▶ _Task instructions_:
The full listing, from first line to last, should be set down again exactly.

▶ _Data records_:
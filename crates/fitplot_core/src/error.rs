use thiserror::Error;

/// Failures raised while loading datasets into a [`crate::DatasetCollection`].
///
/// The charting path itself never fails; these only guard the loader boundary.
#[derive(Debug, Error, PartialEq, Eq)]
pub enum CollectionError {
    #[error("a dataset with id `{0}` is already loaded")]
    DuplicateId(String),

    #[error("a dataset named `{0}` is already loaded")]
    DuplicateName(String),

    #[error("dataset `{dataset}` has a row with undeclared column `{column}`")]
    UnknownColumn { dataset: String, column: String },
}
//! Plain-text rendering of chart views.

use fitplot_core::{format_value, ChartView, DatasetCollection, Domain, ResolvedMetrics};
use std::fmt::Write;

fn domain_text(domain: &Domain) -> String {
    match domain.bounds() {
        Some((min, max)) => format!("[{}, {}]", format_value(min), format_value(max)),
        None => "auto".to_string(),
    }
}

pub fn render_chart(view: &ChartView) -> String {
    let mut out = String::new();
    let title = if view.title.is_empty() {
        view.id.as_str()
    } else {
        view.title.as_str()
    };
    let _ = writeln!(out, "{title} ({:?})", view.kind);
    let _ = writeln!(out, "  x domain: {}", domain_text(&view.domains.x));
    if !view.domains.left_y.is_auto() {
        let _ = writeln!(out, "  y domain: {}", domain_text(&view.domains.left_y));
    }

    if view.series.is_empty() {
        let _ = writeln!(out, "  (no series)");
    }
    for s in &view.series {
        let _ = write!(
            out,
            "  - {} [{} {:?}/{:?}]: {} points",
            s.label,
            s.color,
            s.render,
            s.axis,
            s.points.len()
        );
        if s.dropped_rows > 0 {
            let _ = write!(out, ", {} unpaired rows", s.dropped_rows);
        }
        out.push('\n');
    }

    if !view.metrics.is_empty() {
        out.push_str(&render_metrics(&view.metrics));
    }
    out
}

pub fn render_metrics(rows: &[ResolvedMetrics]) -> String {
    let mut out = String::new();
    let _ = writeln!(
        out,
        "  {:<24} {:<24} {:>12} {:>12} {:>12} {:>6}",
        "series", "truth", "MAE", "RMSE", "R²", "n"
    );
    for m in rows {
        let _ = writeln!(
            out,
            "  {:<24} {:<24} {:>12} {:>12} {:>12} {:>6}",
            m.series_label,
            m.truth_label,
            format_value(m.mae),
            format_value(m.rmse),
            format_value(m.r2),
            m.n
        );
    }
    out
}

pub fn render_columns(datasets: &DatasetCollection) -> String {
    let mut out = String::new();
    for d in datasets.iter() {
        let _ = writeln!(
            out,
            "{} (id: {}, {} rows, {})",
            d.name(),
            d.id(),
            d.row_count(),
            d.color()
        );
        let numeric = d.numeric_columns();
        for c in d.columns() {
            let kind = if numeric.contains(&c.as_str()) {
                "numeric"
            } else {
                "text"
            };
            let _ = writeln!(out, "  {c} ({kind})");
        }
    }
    out
}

▶ _Output_:
filename crates/fitplot_core/src/error.rs
use thiserror::Error;

/// Failures raised while loading datasets into a [`crate::DatasetCollection`].
///
/// The charting path itself never fails; these only guard the loader boundary.
#[derive(Debug, Error, PartialEq, Eq)]
pub enum CollectionError {
    #[error("a dataset with id `{0}` is already loaded")]
    DuplicateId(String),

    #[error("a dataset named `{0}` is already loaded")]
    DuplicateName(String),

    #[error("dataset `{dataset}` has a row with undeclared column `{column}`")]
    UnknownColumn { dataset: String, column: String },
}
//! Plain-text rendering of chart views.

use fitplot_core::{format_value, ChartView, DatasetCollection, Domain, ResolvedMetrics};
use std::fmt::Write;

fn domain_text(domain: &Domain) -> String {
    match domain.bounds() {
        Some((min, max)) => format!("[{}, {}]", format_value(min), format_value(max)),
        None => "auto".to_string(),
    }
}

pub fn render_chart(view: &ChartView) -> String {
    let mut out = String::new();
    let title = if view.title.is_empty() {
        view.id.as_str()
    } else {
        view.title.as_str()
    };
    let _ = writeln!(out, "{title} ({:?})", view.kind);
    let _ = writeln!(out, "  x domain: {}", domain_text(&view.domains.x));
    if !view.domains.left_y.is_auto() {
        let _ = writeln!(out, "  y domain: {}", domain_text(&view.domains.left_y));
    }

    if view.series.is_empty() {
        let _ = writeln!(out, "  (no series)");
    }
    for s in &view.series {
        let _ = write!(
            out,
            "  - {} [{} {:?}/{:?}]: {} points",
            s.label,
            s.color,
            s.render,
            s.axis,
            s.points.len()
        );
        if s.dropped_rows > 0 {
            let _ = write!(out, ", {} unpaired rows", s.dropped_rows);
        }
        out.push('\n');
    }

    if !view.metrics.is_empty() {
        out.push_str(&render_metrics(&view.metrics));
    }
    out
}

pub fn render_metrics(rows: &[ResolvedMetrics]) -> String {
    let mut out = String::new();
    let _ = writeln!(
        out,
        "  {:<24} {:<24} {:>12} {:>12} {:>12} {:>6}",
        "series", "truth", "MAE", "RMSE", "R²", "n"
    );
    for m in rows {
        let _ = writeln!(
            out,
            "  {:<24} {:<24} {:>12} {:>12} {:>12} {:>6}",
            m.series_label,
            m.truth_label,
            format_value(m.mae),
            format_value(m.rmse),
            format_value(m.r2),
            m.n
        );
    }
    out
}

pub fn render_columns(datasets: &DatasetCollection) -> String {
    let mut out = String::new();
    for d in datasets.iter() {
        let _ = writeln!(
            out,
            "{} (id: {}, {} rows, {})",
            d.name(),
            d.id(),
            d.row_count(),
            d.color()
        );
        let numeric = d.numeric_columns();
        for c in d.columns() {
            let kind = if numeric.contains(&c.as_str()) {
                "numeric"
            } else {
                "text"
            };
            let _ = writeln!(out, "  {c} ({kind})");
        }
    }
    out
}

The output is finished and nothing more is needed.